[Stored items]
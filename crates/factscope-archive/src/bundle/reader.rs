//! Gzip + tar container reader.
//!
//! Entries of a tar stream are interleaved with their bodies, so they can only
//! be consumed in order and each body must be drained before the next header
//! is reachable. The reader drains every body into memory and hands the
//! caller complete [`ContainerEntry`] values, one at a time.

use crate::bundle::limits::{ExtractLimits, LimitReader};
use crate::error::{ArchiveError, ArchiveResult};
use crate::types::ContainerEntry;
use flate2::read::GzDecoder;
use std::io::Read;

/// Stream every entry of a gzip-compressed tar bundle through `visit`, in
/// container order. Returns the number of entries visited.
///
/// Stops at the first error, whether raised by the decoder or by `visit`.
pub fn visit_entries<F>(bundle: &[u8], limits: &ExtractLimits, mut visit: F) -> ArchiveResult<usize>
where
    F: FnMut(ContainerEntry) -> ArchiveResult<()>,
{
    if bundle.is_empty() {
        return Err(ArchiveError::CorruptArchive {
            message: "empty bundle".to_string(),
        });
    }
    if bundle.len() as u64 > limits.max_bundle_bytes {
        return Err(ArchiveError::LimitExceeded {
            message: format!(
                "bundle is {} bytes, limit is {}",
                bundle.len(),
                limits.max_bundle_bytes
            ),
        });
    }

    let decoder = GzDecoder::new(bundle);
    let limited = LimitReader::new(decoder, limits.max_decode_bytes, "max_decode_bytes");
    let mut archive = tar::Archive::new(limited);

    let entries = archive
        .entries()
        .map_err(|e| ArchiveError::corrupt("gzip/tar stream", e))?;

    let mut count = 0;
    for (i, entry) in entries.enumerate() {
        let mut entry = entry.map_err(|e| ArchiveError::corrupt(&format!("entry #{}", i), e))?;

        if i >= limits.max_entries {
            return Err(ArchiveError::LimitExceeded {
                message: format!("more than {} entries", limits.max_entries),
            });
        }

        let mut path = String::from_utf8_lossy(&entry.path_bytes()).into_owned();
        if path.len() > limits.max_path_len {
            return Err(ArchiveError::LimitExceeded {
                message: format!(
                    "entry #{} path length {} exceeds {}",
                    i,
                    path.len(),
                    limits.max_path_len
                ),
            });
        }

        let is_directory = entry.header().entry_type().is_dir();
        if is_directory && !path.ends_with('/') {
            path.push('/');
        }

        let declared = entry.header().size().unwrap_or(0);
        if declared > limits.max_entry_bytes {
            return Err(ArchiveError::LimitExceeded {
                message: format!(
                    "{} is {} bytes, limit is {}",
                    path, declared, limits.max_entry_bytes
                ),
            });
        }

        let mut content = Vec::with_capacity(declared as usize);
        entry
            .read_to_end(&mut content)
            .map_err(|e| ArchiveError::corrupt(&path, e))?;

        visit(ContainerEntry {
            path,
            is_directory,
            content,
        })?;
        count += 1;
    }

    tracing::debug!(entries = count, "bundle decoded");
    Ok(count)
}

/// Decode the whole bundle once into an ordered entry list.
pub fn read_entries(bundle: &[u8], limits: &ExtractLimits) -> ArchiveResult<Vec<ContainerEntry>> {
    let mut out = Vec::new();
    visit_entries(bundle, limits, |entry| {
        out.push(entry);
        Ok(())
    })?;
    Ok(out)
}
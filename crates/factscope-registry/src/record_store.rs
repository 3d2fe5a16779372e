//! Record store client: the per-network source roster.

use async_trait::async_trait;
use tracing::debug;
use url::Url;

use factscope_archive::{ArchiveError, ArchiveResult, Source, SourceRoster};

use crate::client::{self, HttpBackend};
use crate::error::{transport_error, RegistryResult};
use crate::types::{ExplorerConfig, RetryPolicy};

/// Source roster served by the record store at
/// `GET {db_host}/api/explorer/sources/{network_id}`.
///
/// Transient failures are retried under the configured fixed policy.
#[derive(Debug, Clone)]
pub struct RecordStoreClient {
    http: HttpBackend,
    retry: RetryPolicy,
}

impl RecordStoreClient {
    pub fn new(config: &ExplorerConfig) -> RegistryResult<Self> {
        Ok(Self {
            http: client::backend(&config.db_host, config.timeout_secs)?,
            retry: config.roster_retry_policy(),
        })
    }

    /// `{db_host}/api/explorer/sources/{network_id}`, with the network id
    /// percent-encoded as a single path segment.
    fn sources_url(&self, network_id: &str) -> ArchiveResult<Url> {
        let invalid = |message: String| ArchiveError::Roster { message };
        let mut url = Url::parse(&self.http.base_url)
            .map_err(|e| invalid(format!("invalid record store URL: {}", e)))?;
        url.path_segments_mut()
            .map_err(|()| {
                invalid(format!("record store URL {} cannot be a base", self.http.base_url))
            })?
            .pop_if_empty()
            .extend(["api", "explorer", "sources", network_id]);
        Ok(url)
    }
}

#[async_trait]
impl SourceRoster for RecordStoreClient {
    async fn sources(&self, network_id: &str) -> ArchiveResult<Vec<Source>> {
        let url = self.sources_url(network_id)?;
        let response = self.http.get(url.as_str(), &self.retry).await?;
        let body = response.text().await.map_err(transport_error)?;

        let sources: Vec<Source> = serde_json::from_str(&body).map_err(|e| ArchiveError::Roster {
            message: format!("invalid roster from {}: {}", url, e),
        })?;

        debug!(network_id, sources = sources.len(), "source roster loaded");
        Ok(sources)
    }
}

---

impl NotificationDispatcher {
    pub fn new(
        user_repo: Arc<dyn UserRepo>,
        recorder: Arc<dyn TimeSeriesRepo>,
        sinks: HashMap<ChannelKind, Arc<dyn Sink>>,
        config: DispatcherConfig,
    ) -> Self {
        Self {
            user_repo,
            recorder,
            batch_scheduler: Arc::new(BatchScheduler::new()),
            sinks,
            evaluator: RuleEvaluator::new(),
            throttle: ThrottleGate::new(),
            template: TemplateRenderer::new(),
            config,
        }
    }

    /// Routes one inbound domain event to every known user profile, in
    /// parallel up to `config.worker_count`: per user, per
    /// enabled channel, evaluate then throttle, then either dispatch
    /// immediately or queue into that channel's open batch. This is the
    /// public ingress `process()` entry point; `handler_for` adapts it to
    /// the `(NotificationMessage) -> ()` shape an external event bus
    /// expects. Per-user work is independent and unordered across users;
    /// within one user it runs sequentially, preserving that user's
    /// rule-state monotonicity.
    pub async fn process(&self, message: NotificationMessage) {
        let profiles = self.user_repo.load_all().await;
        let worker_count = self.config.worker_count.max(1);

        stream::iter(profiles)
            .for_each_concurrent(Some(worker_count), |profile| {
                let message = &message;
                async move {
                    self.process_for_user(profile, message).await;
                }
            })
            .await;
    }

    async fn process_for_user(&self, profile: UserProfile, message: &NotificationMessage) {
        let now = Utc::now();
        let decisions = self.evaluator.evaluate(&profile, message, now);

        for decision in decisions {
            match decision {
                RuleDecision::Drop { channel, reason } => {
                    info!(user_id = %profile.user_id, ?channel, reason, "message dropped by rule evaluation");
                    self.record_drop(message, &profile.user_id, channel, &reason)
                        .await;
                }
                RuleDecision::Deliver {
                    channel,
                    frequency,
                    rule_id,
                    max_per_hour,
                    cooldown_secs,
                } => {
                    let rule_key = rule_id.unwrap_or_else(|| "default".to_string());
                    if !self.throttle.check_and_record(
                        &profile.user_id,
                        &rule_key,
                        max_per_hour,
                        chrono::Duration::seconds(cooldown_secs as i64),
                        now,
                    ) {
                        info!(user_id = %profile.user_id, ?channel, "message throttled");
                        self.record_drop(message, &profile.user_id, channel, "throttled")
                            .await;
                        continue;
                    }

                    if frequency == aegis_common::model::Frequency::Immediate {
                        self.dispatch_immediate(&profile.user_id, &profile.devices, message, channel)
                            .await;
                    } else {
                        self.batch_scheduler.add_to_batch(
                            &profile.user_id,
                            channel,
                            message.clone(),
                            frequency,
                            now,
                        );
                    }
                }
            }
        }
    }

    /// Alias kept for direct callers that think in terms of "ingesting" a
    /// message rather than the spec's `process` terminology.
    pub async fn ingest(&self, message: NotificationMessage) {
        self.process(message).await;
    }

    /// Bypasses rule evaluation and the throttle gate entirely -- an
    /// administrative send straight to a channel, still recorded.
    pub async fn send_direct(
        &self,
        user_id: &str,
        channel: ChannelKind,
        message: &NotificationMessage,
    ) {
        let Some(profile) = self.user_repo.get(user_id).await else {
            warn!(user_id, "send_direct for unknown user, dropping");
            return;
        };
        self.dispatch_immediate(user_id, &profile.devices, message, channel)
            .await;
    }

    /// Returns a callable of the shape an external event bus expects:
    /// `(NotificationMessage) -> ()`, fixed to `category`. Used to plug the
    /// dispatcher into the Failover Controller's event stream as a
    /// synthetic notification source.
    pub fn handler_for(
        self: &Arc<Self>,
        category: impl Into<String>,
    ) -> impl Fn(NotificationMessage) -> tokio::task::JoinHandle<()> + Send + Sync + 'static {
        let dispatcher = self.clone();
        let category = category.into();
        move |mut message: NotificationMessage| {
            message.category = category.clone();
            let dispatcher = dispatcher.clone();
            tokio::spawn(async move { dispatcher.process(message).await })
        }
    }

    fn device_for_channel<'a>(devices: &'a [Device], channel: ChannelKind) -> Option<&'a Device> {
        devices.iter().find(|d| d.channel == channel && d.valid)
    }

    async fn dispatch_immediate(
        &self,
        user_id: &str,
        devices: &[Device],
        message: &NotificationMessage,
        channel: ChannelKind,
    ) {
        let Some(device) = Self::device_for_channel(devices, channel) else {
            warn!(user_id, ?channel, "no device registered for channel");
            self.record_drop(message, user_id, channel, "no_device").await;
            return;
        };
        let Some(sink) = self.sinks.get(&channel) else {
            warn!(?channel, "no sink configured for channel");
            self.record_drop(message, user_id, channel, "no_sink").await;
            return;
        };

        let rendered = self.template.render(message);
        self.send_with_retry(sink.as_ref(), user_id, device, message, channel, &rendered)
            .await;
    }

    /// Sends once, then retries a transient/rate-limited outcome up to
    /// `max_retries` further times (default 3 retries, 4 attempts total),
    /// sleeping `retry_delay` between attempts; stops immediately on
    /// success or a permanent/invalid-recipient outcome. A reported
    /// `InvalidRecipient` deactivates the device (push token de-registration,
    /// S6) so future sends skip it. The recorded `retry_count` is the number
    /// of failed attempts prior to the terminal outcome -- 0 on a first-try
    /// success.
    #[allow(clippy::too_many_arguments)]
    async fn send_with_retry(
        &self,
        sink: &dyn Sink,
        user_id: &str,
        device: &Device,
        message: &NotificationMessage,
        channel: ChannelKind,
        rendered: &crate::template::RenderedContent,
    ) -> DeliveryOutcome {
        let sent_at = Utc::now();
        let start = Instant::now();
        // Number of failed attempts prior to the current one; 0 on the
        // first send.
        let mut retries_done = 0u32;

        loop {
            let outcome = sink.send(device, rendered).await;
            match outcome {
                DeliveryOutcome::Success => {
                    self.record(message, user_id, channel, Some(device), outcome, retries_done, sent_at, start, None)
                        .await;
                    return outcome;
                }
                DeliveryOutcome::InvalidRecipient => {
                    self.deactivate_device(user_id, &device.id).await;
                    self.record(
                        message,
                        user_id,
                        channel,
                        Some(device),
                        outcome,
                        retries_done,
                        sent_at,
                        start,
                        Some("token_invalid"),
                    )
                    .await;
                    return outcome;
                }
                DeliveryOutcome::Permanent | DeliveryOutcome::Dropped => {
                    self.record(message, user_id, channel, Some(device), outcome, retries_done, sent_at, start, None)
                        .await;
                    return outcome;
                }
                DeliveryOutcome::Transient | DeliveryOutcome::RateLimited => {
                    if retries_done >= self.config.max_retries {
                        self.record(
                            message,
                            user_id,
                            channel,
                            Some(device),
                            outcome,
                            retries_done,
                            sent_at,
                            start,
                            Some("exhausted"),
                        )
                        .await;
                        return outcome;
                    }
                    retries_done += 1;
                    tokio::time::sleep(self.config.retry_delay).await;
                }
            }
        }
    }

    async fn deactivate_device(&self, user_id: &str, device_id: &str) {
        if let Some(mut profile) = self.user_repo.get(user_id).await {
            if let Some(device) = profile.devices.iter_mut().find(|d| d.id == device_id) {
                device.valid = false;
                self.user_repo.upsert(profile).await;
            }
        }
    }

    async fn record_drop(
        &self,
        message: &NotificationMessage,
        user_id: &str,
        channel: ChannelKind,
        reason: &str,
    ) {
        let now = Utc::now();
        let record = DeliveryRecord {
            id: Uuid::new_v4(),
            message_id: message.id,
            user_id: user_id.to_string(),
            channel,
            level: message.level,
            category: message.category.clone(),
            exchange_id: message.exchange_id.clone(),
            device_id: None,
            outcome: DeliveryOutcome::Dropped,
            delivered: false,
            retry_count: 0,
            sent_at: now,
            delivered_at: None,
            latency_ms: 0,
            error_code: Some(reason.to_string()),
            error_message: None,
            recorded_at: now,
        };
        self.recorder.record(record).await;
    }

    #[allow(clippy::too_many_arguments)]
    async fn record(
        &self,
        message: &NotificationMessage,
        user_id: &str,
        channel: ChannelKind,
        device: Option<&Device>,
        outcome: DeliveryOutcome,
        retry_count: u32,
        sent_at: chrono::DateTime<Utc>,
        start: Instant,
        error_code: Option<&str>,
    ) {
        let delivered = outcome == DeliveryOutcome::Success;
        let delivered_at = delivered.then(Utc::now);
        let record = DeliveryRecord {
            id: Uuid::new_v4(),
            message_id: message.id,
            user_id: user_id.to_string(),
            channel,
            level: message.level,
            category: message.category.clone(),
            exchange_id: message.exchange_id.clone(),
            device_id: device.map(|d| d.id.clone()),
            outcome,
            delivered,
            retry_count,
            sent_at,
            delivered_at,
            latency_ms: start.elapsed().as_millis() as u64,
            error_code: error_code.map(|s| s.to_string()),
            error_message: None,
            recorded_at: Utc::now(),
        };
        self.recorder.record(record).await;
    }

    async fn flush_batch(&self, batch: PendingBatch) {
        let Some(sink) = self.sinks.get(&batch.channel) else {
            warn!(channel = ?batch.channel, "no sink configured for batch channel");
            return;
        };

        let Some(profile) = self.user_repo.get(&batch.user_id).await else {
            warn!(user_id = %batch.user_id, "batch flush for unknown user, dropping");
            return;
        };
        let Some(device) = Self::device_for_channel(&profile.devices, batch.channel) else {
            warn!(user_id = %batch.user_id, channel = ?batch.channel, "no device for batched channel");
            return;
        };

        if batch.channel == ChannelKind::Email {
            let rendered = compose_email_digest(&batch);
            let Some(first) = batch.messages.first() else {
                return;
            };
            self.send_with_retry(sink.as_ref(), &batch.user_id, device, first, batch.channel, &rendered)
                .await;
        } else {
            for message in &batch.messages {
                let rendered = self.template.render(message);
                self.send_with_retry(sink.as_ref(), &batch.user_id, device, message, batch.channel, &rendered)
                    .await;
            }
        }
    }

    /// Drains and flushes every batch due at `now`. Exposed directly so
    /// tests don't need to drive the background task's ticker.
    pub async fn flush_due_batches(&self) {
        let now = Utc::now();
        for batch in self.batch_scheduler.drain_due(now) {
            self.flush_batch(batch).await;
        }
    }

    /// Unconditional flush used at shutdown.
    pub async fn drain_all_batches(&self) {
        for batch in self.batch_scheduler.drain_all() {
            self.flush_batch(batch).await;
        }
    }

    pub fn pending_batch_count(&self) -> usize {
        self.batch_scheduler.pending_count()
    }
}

WHAT YOU SHOULD DO
Lines in the data that hold "evaluate" must be located and copied.

RESULT
    /// enabled channel, evaluate then throttle, then either dispatch
        let decisions = self.evaluator.evaluate(&profile, message, now);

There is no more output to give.